An electron microscopic study of clinical and laboratory-derived strains of teicoplanin-resistant Staphylococcus haemolyticus

Staphylococcal resistance to glycopeptides (which involves more teicoplanin than vancomycin) is uncommon and largely confined to Staphylococcus haemolyticus, an emerging nosocomial pathogen with a tendency to develop antibiotic resistance. In this study, six S. haemolyticus strains, including two isogenic pairs of teicoplanin-susceptible/-resistant strains and two resistant clinical isolates, were used in a morphologic and morphometric electron microscope investigation. Cells from both clinical and laboratory-derived teicoplanin-resistant strains exhibited abnormally roughened, irregular outlines when observed by transmission electron microscopy. However, no significant differences in cell wall thickness resulted from morphometric analysis when the susceptible/resistant cells of the two isogenic pairs were compared.

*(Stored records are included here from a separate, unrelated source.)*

//! Authentication boundary for the board.
//!
//! The board only ever needs one thing from authentication: the id of the
//! acting user, read through an [`AuthContext`]. Everything else (sign-up,
//! sign-in, profile changes) is delegated to an external
//! [`IdentityProvider`] and driven by [`service::AuthService`].
//!
//! Implementations of the provider include:
//! - [`memory::InMemoryIdentityProvider`]: in-process accounts for testing
//!   and offline use
//!
//! The `kanban` binary does not run a provider; it builds a fixed context
//! from `--user` or the config file. An embedder that wants live sessions
//! hands the service's context to the store, and tasks are then attributed
//! to whoever is signed in at the time of each add:
//!
//! ```no_run
//! use kanban::auth::{AuthService, InMemoryIdentityProvider};
//! use kanban::board::BoardStore;
//! use kanban::storage::{DEFAULT_STORAGE_KEY, MemoryStorage};
//!
//! # #[tokio::main]
//! # async fn main() -> Result<(), kanban::auth::AuthError> {
//! let service = AuthService::new(InMemoryIdentityProvider::new());
//! let _listener = service.spawn_session_listener();
//! let store = BoardStore::open(MemoryStorage::new(), DEFAULT_STORAGE_KEY, service.context());
//!
//! service.sign_up("ada@example.com", "secret1").await?;
//! let _id = store.add_task("todo", "attributed to ada", None);
//! # Ok(())
//! # }
//! ```

pub mod memory;
pub mod service;

pub use memory::InMemoryIdentityProvider;
pub use service::AuthService;

use std::fmt;
use std::future::Future;

use serde::{Deserialize, Serialize};
use tokio::sync::watch;

/// Errors surfaced by authentication operations.
///
/// Every variant renders as a message suitable for showing to the user.
#[derive(Debug, Clone, PartialEq, Eq, thiserror::Error)]
pub enum AuthError {
    /// The current password did not verify during a password change.
    #[error("current password incorrect")]
    CurrentPasswordIncorrect,

    /// The operation requires a signed-in user.
    #[error("not signed in")]
    NotSignedIn,

    /// The identity provider rejected the request.
    #[error("{0}")]
    Provider(String),
}

/// Third-party sign-in providers.
#[derive(Debug, Clone, Copy, PartialEq, Eq, Hash, Serialize, Deserialize)]
#[serde(rename_all = "lowercase")]
pub enum OAuthProvider {
    /// Google accounts.
    Google,
    /// GitHub accounts.
    GitHub,
}

impl fmt::Display for OAuthProvider {
    fn fmt(&self, f: &mut fmt::Formatter<'_>) -> fmt::Result {
        match self {
            Self::Google => write!(f, "google"),
            Self::GitHub => write!(f, "github"),
        }
    }
}

/// Free-form profile metadata attached to a user.
#[derive(Debug, Clone, Default, PartialEq, Eq, Serialize, Deserialize)]
pub struct UserMetadata {
    /// Display name.
    pub full_name: Option<String>,
}

/// Partial profile metadata; only `Some` fields are applied.
#[derive(Debug, Clone, Default, PartialEq, Eq, Serialize, Deserialize)]
pub struct ProfileUpdate {
    /// New display name.
    pub full_name: Option<String>,
}

impl UserMetadata {
    /// Merges `update` into this metadata, keeping fields it leaves unset.
    pub fn merge(&mut self, update: &ProfileUpdate) {
        if let Some(name) = &update.full_name {
            self.full_name = Some(name.clone());
        }
    }
}

/// A signed-in account as reported by the identity provider.
#[derive(Debug, Clone, PartialEq, Eq, Serialize, Deserialize)]
pub struct User {
    /// Stable account identifier; this is what tasks are attributed to.
    pub id: String,
    /// Account email, if the provider exposes one.
    pub email: Option<String>,
    /// Profile metadata.
    #[serde(default)]
    pub metadata: UserMetadata,
}

impl User {
    /// Creates a user with only an id.
    pub fn new(id: impl Into<String>) -> Self {
        Self {
            id: id.into(),
            email: None,
            metadata: UserMetadata::default(),
        }
    }

    /// Name to show for this user: full name, then email, then id.
    #[must_use]
    pub fn display_name(&self) -> &str {
        self.metadata
            .full_name
            .as_deref()
            .or(self.email.as_deref())
            .unwrap_or(&self.id)
    }
}

/// Attributes to change on the signed-in account.
#[derive(Debug, Clone, Default, PartialEq, Eq)]
pub struct UserAttributes {
    /// New email address.
    pub email: Option<String>,
    /// New password.
    pub password: Option<String>,
    /// Profile metadata to merge.
    pub data: Option<ProfileUpdate>,
}

/// Session state published by [`AuthService`].
#[derive(Debug, Clone, PartialEq, Eq)]
pub struct AuthState {
    /// The signed-in user, if any.
    pub user: Option<User>,
    /// True until the first session resolution arrives.
    pub loading: bool,
}

impl Default for AuthState {
    fn default() -> Self {
        Self {
            user: None,
            loading: true,
        }
    }
}

/// Read-only view of the current session.
///
/// Cheap to clone. Reads always return the latest published state and never
/// call out to the identity provider.
#[derive(Debug, Clone)]
pub struct AuthContext {
    rx: watch::Receiver<AuthState>,
}

impl AuthContext {
    /// Wraps a receiver of published auth state.
    #[must_use]
    pub const fn new(rx: watch::Receiver<AuthState>) -> Self {
        Self { rx }
    }

    /// A fixed, already-resolved session for `user_id`.
    pub fn signed_in(user_id: impl Into<String>) -> Self {
        Self::fixed(Some(User::new(user_id)))
    }

    /// A fixed, already-resolved session with nobody signed in.
    #[must_use]
    pub fn anonymous() -> Self {
        Self::fixed(None)
    }

    fn fixed(user: Option<User>) -> Self {
        // The receiver keeps the last value after the sender is dropped.
        let (_tx, rx) = watch::channel(AuthState {
            user,
            loading: false,
        });
        Self { rx }
    }

    /// Id of the signed-in user, if any.
    #[must_use]
    pub fn current_user_id(&self) -> Option<String> {
        self.rx.borrow().user.as_ref().map(|u| u.id.clone())
    }

    /// The signed-in user, if any.
    #[must_use]
    pub fn current_user(&self) -> Option<User> {
        self.rx.borrow().user.clone()
    }

    /// Whether the session is still being resolved.
    #[must_use]
    pub fn is_loading(&self) -> bool {
        self.rx.borrow().loading
    }

    /// Snapshot of the full auth state.
    #[must_use]
    pub fn state(&self) -> AuthState {
        self.rx.borrow().clone()
    }

    /// Waits for the next state change.
    ///
    /// Returns `false` once the publisher is gone and no further changes
    /// can arrive.
    pub async fn changed(&mut self) -> bool {
        self.rx.changed().await.is_ok()
    }
}

/// External identity provider.
///
/// Every call either succeeds or fails with an [`AuthError`] carrying a
/// human-readable message. Session changes are delivered through
/// [`subscribe`](Self::subscribe), never as return values.
pub trait IdentityProvider: Send + Sync {
    /// Register a new account with email and password.
    fn sign_up(
        &self,
        email: &str,
        password: &str,
    ) -> impl Future<Output = Result<(), AuthError>> + Send;

    /// Sign in with email and password, returning the signed-in user.
    fn sign_in_with_password(
        &self,
        email: &str,
        password: &str,
    ) -> impl Future<Output = Result<User, AuthError>> + Send;

    /// Sign in through a third-party provider.
    fn sign_in_with_oauth(
        &self,
        provider: OAuthProvider,
    ) -> impl Future<Output = Result<(), AuthError>> + Send;

    /// End the current session.
    fn sign_out(&self) -> impl Future<Output = Result<(), AuthError>> + Send;

    /// Change attributes of the signed-in account, returning the updated user.
    fn update_user(
        &self,
        attributes: UserAttributes,
    ) -> impl Future<Output = Result<User, AuthError>> + Send;

    /// Subscribe to session changes. The current value is the live session.
    fn subscribe(&self) -> watch::Receiver<Option<User>>;
}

By scanning electron microscopy, an abnormally roughened, blistered surface was associated with teicoplanin-resistant cocci. A certain variability was noted between strains, not clearly related to the resistance level. In freeze-fracture investigations, a higher number per square micrometer of intramembrane particles, more significant in the E than in the P membrane fracture face, was observed in the laboratory-derived resistant clones as compared to susceptible parent strains. Further studies are needed to understand the cause-effect relation between these ultrastructural alterations and staphylococcal resistance to teicoplanin (but not to vancomycin).